In risposta a queste sfide che coinvolgono anche il settore quantistico, l'Unione Europea ha lanciato il 2 luglio 2025 la Quantum Europe Strategy.
Una risposta comune europea in ambito quantistico
La nuova Quantum Europe Strategy ha l’obiettivo di rendere l’Unione europea un leader globale nell’ambito delle tecnologie quantistiche entro il 2030.
Il Piano strategico mira a sviluppare un ecosistema quantistico resiliente e sovrano, per trasformare i risultati della ricerca d’avanguardia in applicazioni industriali per il mercato, contribuendo a sostenere la crescita delle start-up e rafforzando la leadership scientifica europea nell’ambito.
In particolare, la Strategia si concentra su cinque ambiti principali:
- ricerca e innovazione
- infrastrutture quantistiche
- ecosistema quantistico
- tecnologie spaziali e dual use
- competenze quantistiche
Tra le azioni che contribuiranno a raggiungere gli obiettivi nell’ambito emergono:
- per la ricerca di base e le applicazioni pubbliche e industriali, il lancio dell’iniziativa Quantum Europe Research and Innovation Initiative;
- la creazione di uno strumento europeo di progettazione quantistica e di sei linee pilota per chip quantistici, con un sostegno pubblico fino a 50 milioni di euro, per trasformare prototipi scientifici in prodotti realizzabili;
- l’avvio di un impianto pilota per l’Internet quantistico europeo (European Quantum Internet);
- l’estensione della rete dei cluster di competenze quantistiche (Quantum Competence Clusters) e l’istituzione, entro il 2026, di una Accademia europea delle competenze quantistiche;
- la definizione di una roadmap per la tecnologia quantistica in ambito Spazio (Quantum Technology Roadmap in Space), in collaborazione con l’Agenzia Spaziale Europea, e un contributo anche sul tema della sicurezza e della difesa.
La Strategia mira ad aumentare la quota di finanziamenti privati globali per le imprese quantistiche europee, per stimolare la crescita delle start-up e delle scale-up europee e promuovere l'adozione di soluzioni quantistiche europee da parte delle industrie europee.

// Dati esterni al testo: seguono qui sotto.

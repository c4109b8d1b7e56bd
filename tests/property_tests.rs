//! Property-based tests for tissue-graph
//!
//! Strategy agreement and structural invariants on random multiplex graphs

use proptest::prelude::*;
use tissue_graph::cluster::propagation::{
    label_propagation_baseline, label_propagation_vec, label_propagation_vec_from, Propagation,
};
use tissue_graph::multiplex::{
    betweenness_baseline, betweenness_multiplex, clustering_baseline, clustering_neighbor_comb,
    clustering_vectorized, coexistence_degrees, coexistence_graph, correlation_graph,
    layer_degrees, max_layer_degrees,
};
use tissue_graph::LayeredGraph;

/// Random graph with up to 12 nodes, 5 layers and 30 candidate edges
fn prop_layered_graph() -> impl Strategy<Value = LayeredGraph> {
    (1usize..12, 1usize..6)
        .prop_flat_map(|(n, layers)| {
            (
                Just(n),
                prop::collection::vec((0..n as u32, 0..n as u32), 0..30),
                prop::collection::vec(prop::collection::vec(any::<bool>(), layers), n),
            )
        })
        .prop_map(|(n, edges, existence)| LayeredGraph::from_parts(n, &edges, &existence).unwrap())
}

// Property: the three clustering strategies agree exactly
proptest! {
    #[test]
    fn prop_clustering_strategies_agree(graph in prop_layered_graph()) {
        let baseline = clustering_baseline(&graph);
        prop_assert_eq!(&clustering_neighbor_comb(&graph), &baseline);
        prop_assert_eq!(&clustering_vectorized(&graph), &baseline);
    }
}

// Property: both betweenness strategies agree
proptest! {
    #[test]
    fn prop_betweenness_strategies_agree(graph in prop_layered_graph()) {
        let baseline = betweenness_baseline(&graph);
        let multiplex = betweenness_multiplex(&graph);
        for (a, b) in baseline.iter().flatten().zip(multiplex.iter().flatten()) {
            prop_assert!((a - b).abs() < 1e-9, "{} != {}", a, b);
        }
    }
}

// Property: coexistence degree counts neighbors with a nonzero per-layer contribution
proptest! {
    #[test]
    fn prop_coexistence_matches_layer_degrees(graph in prop_layered_graph()) {
        let coexistence = coexistence_degrees(&graph);
        let max_degree = max_layer_degrees(&graph);
        let degrees = layer_degrees(&graph);

        for u in 0..graph.node_count() {
            let expected = graph
                .topology()
                .neighbors(u)
                .iter()
                .filter(|&&v| (0..graph.layer_count()).any(|t| graph.is_edge_active(u, v as usize, t)))
                .count() as u32;
            prop_assert_eq!(coexistence[u], expected);
            prop_assert!(max_degree[u] <= coexistence[u]);

            for t in 0..graph.layer_count() {
                prop_assert_eq!(degrees[t][u] as usize, graph.subgraph(t).unwrap().degree(u));
            }
        }
    }
}

// Property: aggregate edge weights stay within [0, 1]
proptest! {
    #[test]
    fn prop_aggregate_weights_bounded(graph in prop_layered_graph()) {
        for aggregate in [coexistence_graph(&graph), correlation_graph(&graph)] {
            prop_assert_eq!(aggregate.node_count(), graph.node_count());
            prop_assert_eq!(aggregate.edge_count(), graph.edge_count());
            for &w in aggregate.edge_weights() {
                prop_assert!((0.0..=1.0).contains(&w));
            }
        }
    }
}

// Property: materialized layers keep node ids and only contain active edges
proptest! {
    #[test]
    fn prop_subgraph_contains_active_edges(graph in prop_layered_graph()) {
        for t in 0..graph.layer_count() {
            let subgraph = graph.subgraph(t).unwrap();
            prop_assert_eq!(subgraph.node_count(), graph.node_count());
            prop_assert_eq!(subgraph.edge_count(), graph.layer_edge_count(t));
            for (u, v) in subgraph.edges() {
                prop_assert!(graph.is_edge_active(u as usize, v as usize, t));
            }
        }
    }
}

// Property: with threshold 0 both strategies reach the same fixed point, and
// restarting from it changes nothing
proptest! {
    #[test]
    fn prop_label_propagation_fixed_point(graph in prop_layered_graph()) {
        let baseline = label_propagation_baseline(&graph, Some(0));
        let outcome = label_propagation_vec(&graph, Some(0));
        prop_assert_eq!(&outcome.partitions, &baseline);

        let again = label_propagation_vec_from(&graph, outcome.partitions.clone(), Some(0)).unwrap();
        prop_assert_eq!(&again.partitions, &outcome.partitions);
        prop_assert!(again.rounds <= 1);
        prop_assert!(again.updates.iter().flatten().all(|&u| u == 0));
    }
}

// Property: a run stopped at a threshold is a prefix of the exact run, so one
// more round from the preserved state is the next round of the exact run and
// continuing with threshold 0 reaches the same fixed point
proptest! {
    #[test]
    fn prop_label_propagation_continues_after_threshold(
        graph in prop_layered_graph(),
        threshold in 1usize..4,
    ) {
        let exact = label_propagation_vec(&graph, Some(0));

        let mut propagation = Propagation::new(&graph);
        let rounds = propagation.run(threshold);
        prop_assert!(rounds <= exact.rounds);
        prop_assert_eq!(propagation.history(), &exact.updates[..rounds]);
        if let Some(last) = propagation.history().last() {
            prop_assert!(last.iter().all(|&u| u <= threshold) || propagation.is_settled());
        }

        let next = propagation.round();
        let expected = exact
            .updates
            .get(rounds)
            .cloned()
            .unwrap_or_else(|| vec![0; graph.layer_count()]);
        prop_assert_eq!(next, expected);

        propagation.run(0);
        prop_assert!(propagation.is_settled());
        prop_assert_eq!(propagation.partitions(), exact.partitions);
    }
}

La Commissione avvierà, inoltre, un’azione coordinata con gli Stati membri e la comunità quantistica europea, coinvolgendo accademia, imprese, investitori e rappresentanti dell’innovazione. A completamento della Strategia, è prevista una proposta di legge europea sul settore quantistico.

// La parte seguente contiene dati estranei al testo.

//! Turning a named dataset into a multiplex graph

use std::collections::BTreeSet;

use crate::data::Dataset;
use crate::error::Result;
use crate::graph::builder::TopologyBuilder;
use crate::graph::{LayerMatrix, LayeredGraph, NameMap};

/// A multiplex graph with gene names for nodes and tissue names for layers
#[derive(Debug, Clone)]
pub struct TissueGraph {
    pub name: String,
    pub graph: LayeredGraph,
    pub genes: NameMap,
    pub tissues: NameMap,
}

/// Build the tissue-layered interaction graph of a dataset
///
/// Gene ids follow first appearance over the interactions, then the
/// expression calls. Tissue ids follow sorted tissue names. A gene without
/// expression calls exists in no layer; an expressed gene absent from the
/// network becomes an isolated node.
pub fn build_layered(dataset: &Dataset) -> Result<TissueGraph> {
    log::info!("Building layered graph for {}", dataset.name);

    let mut builder = TopologyBuilder::with_capacity(dataset.edges.len());
    for (a, b) in &dataset.edges {
        builder.add_edge(a, b);
    }
    let network_genes = builder.node_count();

    let calls: Vec<(u32, &str)> = dataset
        .expression
        .iter()
        .map(|(gene, tissue)| (builder.get_or_create_node(gene), tissue.as_str()))
        .collect();
    if builder.node_count() > network_genes {
        log::warn!(
            "{} expressed genes are not part of the network",
            builder.node_count() - network_genes
        );
    }

    let tissue_names: BTreeSet<&str> = calls.iter().map(|&(_, tissue)| tissue).collect();
    let tissues = NameMap::from_names(tissue_names)?;

    let (topology, genes) = builder.build();
    let mut existence = LayerMatrix::new(topology.node_count(), tissues.len());
    for (gene, tissue) in calls {
        existence.insert(gene as usize, tissues.require_id(tissue)? as usize);
    }

    let unexpressed = (0..topology.node_count())
        .filter(|&u| !existence.row(u).any())
        .count();
    if unexpressed > 0 {
        log::warn!("{} genes are not expressed in any tissue", unexpressed);
    }

    let graph = LayeredGraph::new(topology, existence)?;
    log::info!(
        "{}: {} genes, {} interactions, {} tissues",
        dataset.name,
        graph.node_count(),
        graph.edge_count(),
        graph.layer_count()
    );

    Ok(TissueGraph {
        name: dataset.name.clone(),
        graph,
        genes,
        tissues,
    })
}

Coordinamento interno e slancio internazionale
Se da una lato gli Stati membri procedono a livello nazionale nell’allineamento all’UE- si veda ad esempio la recente Strategia italiana sulle tecnologie quantistiche - dall’altro il livello europeo permette di coordinare gli sforzi e gli investimenti e diventare strategici a livello globale.
In quest’ottica, è attesa nel 2026 una nuova normativa europea di raccordo interno sul settore quantistico, il Quantum Act, che contribuirà a rafforzare l'ecosistema quantistico e gli sforzi di industrializzazione, incentivando gli Stati membri, le imprese, gli investitori e i ricercatori a investire in impianti di produzione (pilota), nell'ambito di iniziative nazionali o regionali su larga scala a livello dell'Unione europea.

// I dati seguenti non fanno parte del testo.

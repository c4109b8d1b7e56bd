//! Degree and coexistence statistics across layers

use rayon::prelude::*;
use serde::{Deserialize, Serialize};

use crate::graph::LayeredGraph;
use crate::multiplex::transpose;

/// Per-layer degree of every node, `[layer][node]`
///
/// One parallel pass over nodes; every edge scatters into the counters of
/// the layers where it is active.
pub fn layer_degrees(graph: &LayeredGraph) -> Vec<Vec<u32>> {
    log::info!(
        "Computing layer degrees over {} layers",
        graph.layer_count()
    );
    let rows: Vec<Vec<u32>> = (0..graph.node_count())
        .into_par_iter()
        .map(|u| node_layer_degrees(graph, u))
        .collect();
    transpose(&rows, graph.layer_count())
}

fn node_layer_degrees(graph: &LayeredGraph, u: usize) -> Vec<u32> {
    let mut degrees = vec![0u32; graph.layer_count()];
    let own = graph.layers_of(u);
    for &v in graph.topology().neighbors(u) {
        for t in own.and(graph.layers_of(v as usize)) {
            degrees[t] += 1;
        }
    }
    degrees
}

/// For every node, the maximum of its per-layer degrees (0 with no layers)
pub fn max_layer_degrees(graph: &LayeredGraph) -> Vec<u32> {
    (0..graph.node_count())
        .into_par_iter()
        .map(|u| {
            node_layer_degrees(graph, u)
                .into_iter()
                .max()
                .unwrap_or(0)
        })
        .collect()
}

/// For every node, the number of neighbors sharing at least one layer with it
pub fn coexistence_degrees(graph: &LayeredGraph) -> Vec<u32> {
    (0..graph.node_count())
        .into_par_iter()
        .map(|u| {
            let own = graph.layers_of(u);
            graph
                .topology()
                .neighbors(u)
                .iter()
                .filter(|&&v| own.intersects(graph.layers_of(v as usize)))
                .count() as u32
        })
        .collect()
}

/// Minimum and maximum existence count among coexisting neighbors
#[derive(Debug, Clone, PartialEq, Eq, Serialize, Deserialize)]
pub struct NeighborExistence {
    /// Smallest number of layers of any coexisting neighbor (layer count if none)
    pub min: Vec<u32>,
    /// Largest number of layers of any coexisting neighbor (0 if none)
    pub max: Vec<u32>,
}

/// For every node, the min/max number of layers a neighbor exists in, over
/// the neighbors that share at least one layer with the node
pub fn neighbor_existence_range(graph: &LayeredGraph) -> NeighborExistence {
    let width = graph.layer_count() as u32;
    let (min, max) = (0..graph.node_count())
        .into_par_iter()
        .map(|u| {
            let own = graph.layers_of(u);
            graph
                .topology()
                .neighbors(u)
                .iter()
                .map(|&v| graph.layers_of(v as usize))
                .filter(|theirs| own.intersects(*theirs))
                .map(|theirs| theirs.count() as u32)
                .fold((width, 0), |(lo, hi), c| (lo.min(c), hi.max(c)))
        })
        .unzip();
    NeighborExistence { min, max }
}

A livello di relazioni esterne, invece, non vanno dimenticati i rapporti con Paesi terzi interessati da questa tecnologia. Ad esempio, la Commissione europea ha annunciato che intende aprire scenari di stretta cooperazione internazionale sulla quantistica con Canada e Giappone.
La sovranità tecnologica europea nascerà infatti dai confronti interni e esterni in corso, sempre più necessari e proficui per il futuro.
Per quanto riguarda la resilienza che l’Europa vuole raggiungere nell’ambito, questa non avrà solo un carattere di risposta alle sfide correnti, bensì di anticipazione, grazie a domande continue e aperte sulle sfide del futuro, facendo leva su un talento scientifico leader nel settore quantistico.
Di certo, l’ambito delle tecnologie quantistiche per sua natura richiede ancora uno studio approfondito e ammette incertezze sugli usi futuri, ma permette allo stesso tempo una ricerca e un affinamento continui che l’Europa vuole tradurre e portare nella quotidianità dei suoi cittadini.